Translator:  Charles K.


09:30  We left from the Rosh Ha’Ayin train station.

09:45  Azzun.  The checkpoint at the entrance is open.  No military presence.

10:00  We approach the Falamya agricultural gate.  A long excavation visible on the opposite ridge.  A new fence?  A pickup truck belonging to the Palestinian Authority is parked at the entrance to the gate.  Two young men, from the Palestinian Ministry of Agriculture, sit inside.  Their job is to inspect the agricultural lands.  How long have they been at the entrance?  About two hours.  Why don’t they enter?  They show us their individual permits from the DCO, which they received as employees of the Palestinian Authority.  They’re perfectly valid and allow them through to the lands.  We speak to a male and a female soldier at the gate, ask why the delay.  They explain very seriously:  “Yes, these two people are permitted to enter, but not their vehicle.”  Why?  “Because it has no permit…”
We return to the prohibited vehicle.  They say the Ministry of Agriculture has a number of vehicles.  When they go out on the job in the morning they’re given one, randomly.  So they have no way of arranging a vehicle permit in advance.  So they sit wasting time each day.  The same thing occurs not only at Falamya but also at Tzofin, Habla, Jayyous.  After a while the call comes from the DCO:  the vehicle is approved.  The daily harassment ended well today…

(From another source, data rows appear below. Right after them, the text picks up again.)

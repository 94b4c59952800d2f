//! The assembled chart record.

use chrono::NaiveDate;
use saju_base::{Branch, Element, ElementCount, LuckCycleEntry, Pillar, Sex, Stem};
use saju_calendar::{BirthTime, LunarDate, SolarTermEntry};
use serde::{Deserialize, Serialize};

/// Which of the four pillars.
#[derive(Debug, Clone, Copy, PartialEq, Eq, Hash, Serialize, Deserialize)]
#[serde(rename_all = "snake_case")]
pub enum PillarPosition {
    Year,
    Month,
    Day,
    Hour,
}

pub const ALL_PILLAR_POSITIONS: [PillarPosition; 4] = [
    PillarPosition::Year,
    PillarPosition::Month,
    PillarPosition::Day,
    PillarPosition::Hour,
];

/// Year, month, day and hour pillars.
#[derive(Debug, Clone, Copy, PartialEq, Eq, Hash, Serialize)]
pub struct FourPillars {
    pub year: Pillar,
    pub month: Pillar,
    pub day: Pillar,
    pub hour: Pillar,
}

impl FourPillars {
    pub const fn get(&self, position: PillarPosition) -> Pillar {
        match position {
            PillarPosition::Year => self.year,
            PillarPosition::Month => self.month,
            PillarPosition::Day => self.day,
            PillarPosition::Hour => self.hour,
        }
    }

    /// Pillars in year, month, day, hour order.
    pub const fn as_array(&self) -> [Pillar; 4] {
        [self.year, self.month, self.day, self.hour]
    }

    /// Occurrences of `stem` across the four pillars.
    pub fn stem_count(&self, stem: Stem) -> usize {
        self.as_array().iter().filter(|p| p.stem == stem).count()
    }

    /// Occurrences of `branch` across the four pillars.
    pub fn branch_count(&self, branch: Branch) -> usize {
        self.as_array().iter().filter(|p| p.branch == branch).count()
    }
}

/// A complete four-pillars chart for one birth.
///
/// Built by [`crate::ChartEngine::compute_chart`]; fully determined by its
/// inputs and the loaded tables.
#[derive(Debug, Clone, PartialEq, Serialize)]
pub struct Chart {
    pub birth_date: NaiveDate,
    pub birth_time: BirthTime,
    pub sex: Sex,
    pub lunar_date: LunarDate,
    /// The solar term governing the birth date.
    pub solar_term: SolarTermEntry,
    pub pillars: FourPillars,
    pub luck_cycle: Vec<LuckCycleEntry>,
    pub elements: ElementCount,
}

impl Chart {
    pub fn dominant_element(&self) -> Element {
        self.elements.dominant()
    }

    /// The luck-cycle entry in force at `age`, if the cycle has begun.
    pub fn luck_at_age(&self, age: u32) -> Option<&LuckCycleEntry> {
        self.luck_cycle.iter().rev().find(|e| e.start_age <= age)
    }
}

We continue north, passing Falamya village on the way.  Vegetable gardens are planted among the houses.  A large, impressive school building.  Greenhouses on both sides of the road leading out of the village.


10:45  Jubara.  Both checkpoints at the entrance to the village have been removed, the second a month ago.  Their traces are still visible on the ground.  We stop at the municipal building.  A number of people wait for the head of the municipality; we join them.  We have a quick talk with him.  We learn that almost all the village lands are defined as Area C.  They have olive groves beyond the fence.  Residents receive permits to access their land only once a year, during the olive harvest.  Their biggest problem at present is the cost of water.  The village has a well and pump that runs on fuel oil.  To reduce expenses they want to switch to an electric pump.  But despite the fact that the well is on their land, (Area C) they need a permit from the occupation authorities in Beit El.  And it doesn’t arrive.

Otherwise, says the head of the municipality, there are no problems with the settlers or the army.

We’d have to arrange another meeting to receive more detailed information.


On the way back:  Three soldiers stationed at the Te’anim checkpoint.  We see no vehicles.


11:30  Back to Rosh Ha’Ayin.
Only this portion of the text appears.